◆ **TASK PROMPT**
Would you please transcribe the entire listing exactly?

◆ **RECORDS FOR THE EXERCISE**
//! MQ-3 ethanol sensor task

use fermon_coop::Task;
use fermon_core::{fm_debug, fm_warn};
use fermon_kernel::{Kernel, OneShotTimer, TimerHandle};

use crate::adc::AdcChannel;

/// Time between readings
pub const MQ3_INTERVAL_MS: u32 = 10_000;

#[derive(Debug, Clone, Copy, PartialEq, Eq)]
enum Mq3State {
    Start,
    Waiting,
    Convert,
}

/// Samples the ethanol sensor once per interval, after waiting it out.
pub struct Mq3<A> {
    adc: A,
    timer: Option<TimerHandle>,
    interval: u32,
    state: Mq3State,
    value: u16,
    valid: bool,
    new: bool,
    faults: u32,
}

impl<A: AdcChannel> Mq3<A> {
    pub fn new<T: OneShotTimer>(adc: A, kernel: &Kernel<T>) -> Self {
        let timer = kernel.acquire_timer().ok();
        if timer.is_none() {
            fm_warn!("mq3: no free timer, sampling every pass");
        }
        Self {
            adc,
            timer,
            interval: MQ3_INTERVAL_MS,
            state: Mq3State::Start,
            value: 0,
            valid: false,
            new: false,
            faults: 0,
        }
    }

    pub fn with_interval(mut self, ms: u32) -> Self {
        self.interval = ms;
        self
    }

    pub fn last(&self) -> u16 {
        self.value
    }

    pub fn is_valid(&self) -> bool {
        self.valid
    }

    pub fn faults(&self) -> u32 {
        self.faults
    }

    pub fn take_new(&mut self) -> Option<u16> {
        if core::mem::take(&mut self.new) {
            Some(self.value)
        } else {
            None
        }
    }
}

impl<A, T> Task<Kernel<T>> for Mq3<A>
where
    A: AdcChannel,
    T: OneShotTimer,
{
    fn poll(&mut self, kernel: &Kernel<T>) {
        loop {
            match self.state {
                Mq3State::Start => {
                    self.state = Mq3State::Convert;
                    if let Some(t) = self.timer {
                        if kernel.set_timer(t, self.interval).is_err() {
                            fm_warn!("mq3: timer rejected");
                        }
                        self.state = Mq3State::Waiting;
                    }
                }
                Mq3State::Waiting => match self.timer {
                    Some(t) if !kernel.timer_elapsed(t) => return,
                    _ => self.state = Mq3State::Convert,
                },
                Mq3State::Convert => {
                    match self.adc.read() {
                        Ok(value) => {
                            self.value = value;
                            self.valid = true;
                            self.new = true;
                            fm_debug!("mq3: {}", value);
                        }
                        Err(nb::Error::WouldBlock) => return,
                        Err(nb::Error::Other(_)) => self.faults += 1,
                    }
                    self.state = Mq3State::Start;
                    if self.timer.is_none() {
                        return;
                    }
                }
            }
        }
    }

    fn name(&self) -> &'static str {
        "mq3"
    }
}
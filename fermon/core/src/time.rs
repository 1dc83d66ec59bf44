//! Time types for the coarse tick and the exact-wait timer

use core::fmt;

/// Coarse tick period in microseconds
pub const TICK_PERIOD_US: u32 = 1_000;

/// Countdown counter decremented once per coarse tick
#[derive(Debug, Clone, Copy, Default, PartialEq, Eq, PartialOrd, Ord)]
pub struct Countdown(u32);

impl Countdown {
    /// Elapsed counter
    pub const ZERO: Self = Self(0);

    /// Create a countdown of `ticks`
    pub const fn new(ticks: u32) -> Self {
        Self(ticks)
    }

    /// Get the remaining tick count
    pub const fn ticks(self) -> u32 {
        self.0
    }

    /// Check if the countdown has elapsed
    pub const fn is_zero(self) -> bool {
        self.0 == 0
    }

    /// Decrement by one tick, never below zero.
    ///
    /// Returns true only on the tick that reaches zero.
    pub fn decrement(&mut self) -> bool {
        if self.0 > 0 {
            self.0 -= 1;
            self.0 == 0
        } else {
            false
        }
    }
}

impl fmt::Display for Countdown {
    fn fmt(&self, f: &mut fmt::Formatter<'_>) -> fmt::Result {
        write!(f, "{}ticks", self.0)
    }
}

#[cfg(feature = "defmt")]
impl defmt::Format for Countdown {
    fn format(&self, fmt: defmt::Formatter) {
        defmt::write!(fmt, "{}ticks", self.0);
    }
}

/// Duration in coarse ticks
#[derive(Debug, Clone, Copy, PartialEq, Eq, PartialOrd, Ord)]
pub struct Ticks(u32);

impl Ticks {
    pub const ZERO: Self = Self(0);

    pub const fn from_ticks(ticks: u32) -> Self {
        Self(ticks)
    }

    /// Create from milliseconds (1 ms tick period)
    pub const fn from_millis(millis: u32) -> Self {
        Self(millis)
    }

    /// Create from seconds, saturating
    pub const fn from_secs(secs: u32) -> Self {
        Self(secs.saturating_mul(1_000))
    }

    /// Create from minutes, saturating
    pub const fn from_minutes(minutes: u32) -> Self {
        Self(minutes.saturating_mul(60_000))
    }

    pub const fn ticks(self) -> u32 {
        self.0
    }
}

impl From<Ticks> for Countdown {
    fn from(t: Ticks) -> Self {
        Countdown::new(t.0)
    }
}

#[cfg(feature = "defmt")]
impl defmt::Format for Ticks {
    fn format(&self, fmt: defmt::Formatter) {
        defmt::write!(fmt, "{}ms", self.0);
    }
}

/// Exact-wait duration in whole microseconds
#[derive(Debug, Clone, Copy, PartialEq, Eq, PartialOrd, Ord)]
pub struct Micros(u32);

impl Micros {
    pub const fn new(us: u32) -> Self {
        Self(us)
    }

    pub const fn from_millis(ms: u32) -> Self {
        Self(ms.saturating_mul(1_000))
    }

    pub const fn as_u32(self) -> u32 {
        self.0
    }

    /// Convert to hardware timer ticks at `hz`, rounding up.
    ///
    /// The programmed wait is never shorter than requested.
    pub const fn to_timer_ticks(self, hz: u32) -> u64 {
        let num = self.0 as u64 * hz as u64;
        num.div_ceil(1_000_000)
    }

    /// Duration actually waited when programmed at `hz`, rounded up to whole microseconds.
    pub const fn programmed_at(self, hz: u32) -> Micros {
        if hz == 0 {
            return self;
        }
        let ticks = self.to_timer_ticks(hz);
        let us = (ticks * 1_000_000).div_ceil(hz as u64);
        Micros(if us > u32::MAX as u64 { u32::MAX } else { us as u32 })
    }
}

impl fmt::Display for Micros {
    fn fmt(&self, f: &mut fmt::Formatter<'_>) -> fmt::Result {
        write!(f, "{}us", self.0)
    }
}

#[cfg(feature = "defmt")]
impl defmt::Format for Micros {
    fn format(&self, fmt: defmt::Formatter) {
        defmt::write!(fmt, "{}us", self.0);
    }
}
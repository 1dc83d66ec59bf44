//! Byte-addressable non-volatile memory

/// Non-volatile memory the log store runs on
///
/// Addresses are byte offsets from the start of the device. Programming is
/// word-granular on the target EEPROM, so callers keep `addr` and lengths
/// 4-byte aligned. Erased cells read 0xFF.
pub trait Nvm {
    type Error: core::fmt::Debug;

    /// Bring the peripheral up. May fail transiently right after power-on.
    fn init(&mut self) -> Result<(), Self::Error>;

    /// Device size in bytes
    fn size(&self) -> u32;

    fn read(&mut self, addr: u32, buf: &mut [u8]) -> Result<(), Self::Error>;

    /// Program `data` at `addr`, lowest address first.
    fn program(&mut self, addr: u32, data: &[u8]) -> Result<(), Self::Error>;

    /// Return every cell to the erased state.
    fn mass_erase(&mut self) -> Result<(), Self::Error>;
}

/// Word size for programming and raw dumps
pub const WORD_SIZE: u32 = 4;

◆ **RESULT OF THIS EXERCISE**
//! MQ-3 ethanol sensor task

use fermon_coop::Task;
use fermon_core::{fm_debug, fm_warn};
use fermon_kernel::{Kernel, OneShotTimer, TimerHandle};

use crate::adc::AdcChannel;

/// Time between readings
pub const MQ3_INTERVAL_MS: u32 = 10_000;

#[derive(Debug, Clone, Copy, PartialEq, Eq)]
enum Mq3State {
    Start,
    Waiting,
    Convert,
}

/// Samples the ethanol sensor once per interval, after waiting it out.
pub struct Mq3<A> {
    adc: A,
    timer: Option<TimerHandle>,
    interval: u32,
    state: Mq3State,
    value: u16,
    valid: bool,
    new: bool,
    faults: u32,
}

impl<A: AdcChannel> Mq3<A> {
    pub fn new<T: OneShotTimer>(adc: A, kernel: &Kernel<T>) -> Self {
        let timer = kernel.acquire_timer().ok();
        if timer.is_none() {
            fm_warn!("mq3: no free timer, sampling every pass");
        }
        Self {
            adc,
            timer,
            interval: MQ3_INTERVAL_MS,
            state: Mq3State::Start,
            value: 0,
            valid: false,
            new: false,
            faults: 0,
        }
    }

    pub fn with_interval(mut self, ms: u32) -> Self {
        self.interval = ms;
        self
    }

    pub fn last(&self) -> u16 {
        self.value
    }

    pub fn is_valid(&self) -> bool {
        self.valid
    }

    pub fn faults(&self) -> u32 {
        self.faults
    }

    pub fn take_new(&mut self) -> Option<u16> {
        if core::mem::take(&mut self.new) {
            Some(self.value)
        } else {
            None
        }
    }
}

impl<A, T> Task<Kernel<T>> for Mq3<A>
where
    A: AdcChannel,
    T: OneShotTimer,
{
    fn poll(&mut self, kernel: &Kernel<T>) {
        loop {
            match self.state {
                Mq3State::Start => {
                    self.state = Mq3State::Convert;
                    if let Some(t) = self.timer {
                        if kernel.set_timer(t, self.interval).is_err() {
                            fm_warn!("mq3: timer rejected");
                        }
                        self.state = Mq3State::Waiting;
                    }
                }
                Mq3State::Waiting => match self.timer {
                    Some(t) if !kernel.timer_elapsed(t) => return,
                    _ => self.state = Mq3State::Convert,
                },
                Mq3State::Convert => {
                    match self.adc.read() {
                        Ok(value) => {
                            self.value = value;
                            self.valid = true;
                            self.new = true;
                            fm_debug!("mq3: {}", value);
                        }
                        Err(nb::Error::WouldBlock) => return,
                        Err(nb::Error::Other(_)) => self.faults += 1,
                    }
                    self.state = Mq3State::Start;
                    if self.timer.is_none() {
                        return;
                    }
                }
            }
        }
    }

    fn name(&self) -> &'static str {
        "mq3"
    }
}
filename fermon/core/src/time.rs
repository 1dc83d66ec59bf44
//! Time types for the coarse tick and the exact-wait timer

use core::fmt;

/// Coarse tick period in microseconds
pub const TICK_PERIOD_US: u32 = 1_000;

/// Countdown counter decremented once per coarse tick
#[derive(Debug, Clone, Copy, Default, PartialEq, Eq, PartialOrd, Ord)]
pub struct Countdown(u32);

impl Countdown {
    /// Elapsed counter
    pub const ZERO: Self = Self(0);

    /// Create a countdown of `ticks`
    pub const fn new(ticks: u32) -> Self {
        Self(ticks)
    }

    /// Get the remaining tick count
    pub const fn ticks(self) -> u32 {
        self.0
    }

    /// Check if the countdown has elapsed
    pub const fn is_zero(self) -> bool {
        self.0 == 0
    }

    /// Decrement by one tick, never below zero.
    ///
    /// Returns true only on the tick that reaches zero.
    pub fn decrement(&mut self) -> bool {
        if self.0 > 0 {
            self.0 -= 1;
            self.0 == 0
        } else {
            false
        }
    }
}

impl fmt::Display for Countdown {
    fn fmt(&self, f: &mut fmt::Formatter<'_>) -> fmt::Result {
        write!(f, "{}ticks", self.0)
    }
}

#[cfg(feature = "defmt")]
impl defmt::Format for Countdown {
    fn format(&self, fmt: defmt::Formatter) {
        defmt::write!(fmt, "{}ticks", self.0);
    }
}

/// Duration in coarse ticks
#[derive(Debug, Clone, Copy, PartialEq, Eq, PartialOrd, Ord)]
pub struct Ticks(u32);

impl Ticks {
    pub const ZERO: Self = Self(0);

    pub const fn from_ticks(ticks: u32) -> Self {
        Self(ticks)
    }

    /// Create from milliseconds (1 ms tick period)
    pub const fn from_millis(millis: u32) -> Self {
        Self(millis)
    }

    /// Create from seconds, saturating
    pub const fn from_secs(secs: u32) -> Self {
        Self(secs.saturating_mul(1_000))
    }

    /// Create from minutes, saturating
    pub const fn from_minutes(minutes: u32) -> Self {
        Self(minutes.saturating_mul(60_000))
    }

    pub const fn ticks(self) -> u32 {
        self.0
    }
}

impl From<Ticks> for Countdown {
    fn from(t: Ticks) -> Self {
        Countdown::new(t.0)
    }
}

#[cfg(feature = "defmt")]
impl defmt::Format for Ticks {
    fn format(&self, fmt: defmt::Formatter) {
        defmt::write!(fmt, "{}ms", self.0);
    }
}

/// Exact-wait duration in whole microseconds
#[derive(Debug, Clone, Copy, PartialEq, Eq, PartialOrd, Ord)]
pub struct Micros(u32);

impl Micros {
    pub const fn new(us: u32) -> Self {
        Self(us)
    }

    pub const fn from_millis(ms: u32) -> Self {
        Self(ms.saturating_mul(1_000))
    }

    pub const fn as_u32(self) -> u32 {
        self.0
    }

    /// Convert to hardware timer ticks at `hz`, rounding up.
    ///
    /// The programmed wait is never shorter than requested.
    pub const fn to_timer_ticks(self, hz: u32) -> u64 {
        let num = self.0 as u64 * hz as u64;
        num.div_ceil(1_000_000)
    }

    /// Duration actually waited when programmed at `hz`, rounded up to whole microseconds.
    pub const fn programmed_at(self, hz: u32) -> Micros {
        if hz == 0 {
            return self;
        }
        let ticks = self.to_timer_ticks(hz);
        let us = (ticks * 1_000_000).div_ceil(hz as u64);
        Micros(if us > u32::MAX as u64 { u32::MAX } else { us as u32 })
    }
}

impl fmt::Display for Micros {
    fn fmt(&self, f: &mut fmt::Formatter<'_>) -> fmt::Result {
        write!(f, "{}us", self.0)
    }
}

#[cfg(feature = "defmt")]
impl defmt::Format for Micros {
    fn format(&self, fmt: defmt::Formatter) {
        defmt::write!(fmt, "{}us", self.0);
    }
}
repository 1dc83d66ec59bf44
//! Byte-addressable non-volatile memory

/// Non-volatile memory the log store runs on
///
/// Addresses are byte offsets from the start of the device. Programming is
/// word-granular on the target EEPROM, so callers keep `addr` and lengths
/// 4-byte aligned. Erased cells read 0xFF.
pub trait Nvm {
    type Error: core::fmt::Debug;

    /// Bring the peripheral up. May fail transiently right after power-on.
    fn init(&mut self) -> Result<(), Self::Error>;

    /// Device size in bytes
    fn size(&self) -> u32;

    fn read(&mut self, addr: u32, buf: &mut [u8]) -> Result<(), Self::Error>;

    /// Program `data` at `addr`, lowest address first.
    fn program(&mut self, addr: u32, data: &[u8]) -> Result<(), Self::Error>;

    /// Return every cell to the erased state.
    fn mass_erase(&mut self) -> Result<(), Self::Error>;
}

/// Word size for programming and raw dumps
pub const WORD_SIZE: u32 = 4;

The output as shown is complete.